Beating Floating Point at its Own Game: Posit Arithmetic

John Gustafson
Visiting Professor

A*STAR Computational Resource Centre, Singapore

Abstract:

Click here for John Gustafson’s presentation slides.

A new data type called a “posit” is designed for direct drop-in replacement for IEEE Standard 754 floats. Unlike unum arithmetic, posits do not require interval-type mathematics or variable size operands, and they round if an answer is inexact, much the way floats do. However, they provide compelling advantages over floats, including simpler hardware implementation that scales from as few as two-bit operands to thousands of bits. For any bit width, they have a larger dynamic range, higher accuracy, better closure under arithmetic operations, and simpler exception handling. For example, posits never overflow to infinity or underflow to zero, and there is no “Not-a-Number” (NaN) value. Posits take up less space to implement in silicon than an IEEE float of the same size. With fewer gate delays per operation as well as lower silicon footprint, the posit operations per second (POPS) supported by a chip can be significantly higher than the FLOPs using similar hardware resources. GPU accelerators, in particular, could do more arithmetic per watt and per dollar yet deliver superior answer quality.

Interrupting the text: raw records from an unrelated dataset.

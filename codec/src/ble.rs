//! Common BLE calls.

use crate::codec::impl_codec;
use crate::command::Request;
use crate::opcode::{opcodes, Opcode};
use crate::primitives::ShortValue;
use crate::types::{Uuid, Version};

/// Number of application packets that can be queued for transmission on a link.
#[derive(Debug, Clone, Copy, PartialEq, Eq)]
#[cfg_attr(feature = "defmt", derive(defmt::Format))]
pub struct BleTxPacketCountGet {
    pub conn_handle: u16,
}

impl_codec!(BleTxPacketCountGet { conn_handle });

impl Request for BleTxPacketCountGet {
    const OPCODE: Opcode = opcodes::BLE_TX_PACKET_COUNT_GET;
    type Output<'r> = u8;
}

/// Register a vendor specific 128-bit base UUID. Returns the assigned UUID type.
#[derive(Debug, Clone, Copy, PartialEq, Eq)]
#[cfg_attr(feature = "defmt", derive(defmt::Format))]
pub struct BleUuidVsAdd {
    /// Little endian, bytes 12 and 13 are ignored.
    pub uuid128: [u8; 16],
}

impl_codec!(BleUuidVsAdd { uuid128 });

impl Request for BleUuidVsAdd {
    const OPCODE: Opcode = opcodes::BLE_UUID_VS_ADD;
    type Output<'r> = u8;
}

/// Resolve a raw 2 or 16 byte little endian UUID against the registered bases.
#[derive(Debug, Clone, Copy, PartialEq, Eq)]
#[cfg_attr(feature = "defmt", derive(defmt::Format))]
pub struct BleUuidDecode<'a> {
    pub uuid: ShortValue<'a>,
}

impl_codec!(BleUuidDecode<'a> { uuid });

impl Request for BleUuidDecode<'_> {
    const OPCODE: Opcode = opcodes::BLE_UUID_DECODE;
    type Output<'r> = Uuid;
}

/// Expand a UUID to its raw little endian form.
#[derive(Debug, Clone, Copy, PartialEq, Eq)]
#[cfg_attr(feature = "defmt", derive(defmt::Format))]
pub struct BleUuidEncode {
    pub uuid: Uuid,
}

impl_codec!(BleUuidEncode { uuid });

impl Request for BleUuidEncode {
    const OPCODE: Opcode = opcodes::BLE_UUID_ENCODE;
    type Output<'r> = ShortValue<'r>;
}

#[derive(Debug, Clone, Copy, PartialEq, Eq)]
#[cfg_attr(feature = "defmt", derive(defmt::Format))]
pub struct BleVersionGet;

impl_codec!(BleVersionGet {});

impl Request for BleVersionGet {
    const OPCODE: Opcode = opcodes::BLE_VERSION_GET;
    type Output<'r> = Version;
}

#[cfg(test)]
mod tests {
    use super::*;
    use crate::command::{req_dec, req_enc, rsp_dec, rsp_enc, Response};
    use crate::error::nrf_error::{NRF_ERROR_NO_MEM, NRF_SUCCESS};

    const BASE: [u8; 16] = [
        0x23, 0xD1, 0xBC, 0xEA, 0x5F, 0x78, 0x23, 0x15, 0xDE, 0xEF, 0x12, 0x12, 0x00, 0x00, 0x00, 0x00,
    ];

    #[test]
    fn uuid_vs_add_round_trip() {
        let mut buf = [0u8; 32];
        let len = req_enc(&BleUuidVsAdd { uuid128: BASE }, &mut buf).unwrap();
        assert_eq!(len, 17);
        assert_eq!(buf[0], 0x63);
        assert_eq!(req_dec::<BleUuidVsAdd>(&buf[..len]).unwrap().uuid128, BASE);

        let len = rsp_enc::<BleUuidVsAdd>(NRF_SUCCESS, Some(&2), &mut buf).unwrap();
        assert_eq!(&buf[..len], &[0x63, 0, 0, 0, 0, 0x02]);
        assert_eq!(rsp_dec::<BleUuidVsAdd>(&buf[..len]), Ok(Response::Success(2)));
    }

    #[test]
    fn uuid_vs_add_table_full() {
        let buf = [0x63, 0x04, 0, 0, 0];
        assert_eq!(rsp_dec::<BleUuidVsAdd>(&buf), Ok(Response::Failed(NRF_ERROR_NO_MEM)));
    }

    #[test]
    fn uuid_decode_borrows_raw_bytes() {
        let raw = [0x0D, 0x18];
        let mut buf = [0u8; 8];
        let len = req_enc(&BleUuidDecode { uuid: ShortValue(&raw) }, &mut buf).unwrap();
        assert_eq!(&buf[..len], &[0x64, 0x02, 0x0D, 0x18]);
        let req: BleUuidDecode = req_dec(&buf[..len]).unwrap();
        assert_eq!(req.uuid.0, &raw);
    }

    #[test]
    fn uuid_encode_output() {
        let buf = [0x65, 0, 0, 0, 0, 0x02, 0x0D, 0x18];
        match rsp_dec::<BleUuidEncode>(&buf).unwrap() {
            Response::Success(raw) => assert_eq!(raw.0, &[0x0D, 0x18]),
            other => panic!("unexpected {:?}", other),
        }
    }

    #[test]
    fn version_get_output() {
        let buf = [0x66, 0, 0, 0, 0, 0x08, 0x59, 0x00, 0x87, 0x00];
        let expected = Version {
            version_number: 8,
            company_id: 0x0059,
            subversion_number: 0x0087,
        };
        assert_eq!(rsp_dec::<BleVersionGet>(&buf), Ok(Response::Success(expected)));
    }
}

A series of comprehensive benchmarks compares how many decimals of accuracy can be produced for a set number of bits-per-value, using various number formats. Low-precision posits provide a better solution than “approximate computing” methods that try to tolerate decreases in answer quality. High-precision posits provide better answers (more correct decimals) than floats of the same size, suggesting that in some cases, a 32-bit posit may do a better job than a 64-bit float. In other words, posits beat floats at their own game.

Bio-Data:

Dr. John Gustafson is an applied physicist and mathematician best known as a disruptive thought leader in High Performance Computing. He introduced cluster computing in 1985 and first demonstrated scalable massively parallel performance on real applications in 1988, for which he won the inaugural Gordon Bell Award. ‘Gustafson’s Law’ is taught in computer science courses everywhere. He was Director of the Extreme Research Lab at Intel, where he led their exascale computing program and other energy-efficient computing research. At Sun Microsystems, he led a $50 million supercomputer project centered on breaking the “memory wall”. He is the recipient of the IEEE Computer Society’s Golden Core Award. An honors graduate of Caltech and Iowa State University, he has held a number of CTO and CEO positions at publicly held and startup companies, and most recently was Chief Product Architect at AMD, before accepting the CTO role at Ceranovo Inc. in November 2013. He is currently a visiting professor with A*STAR Computational Resource Centre.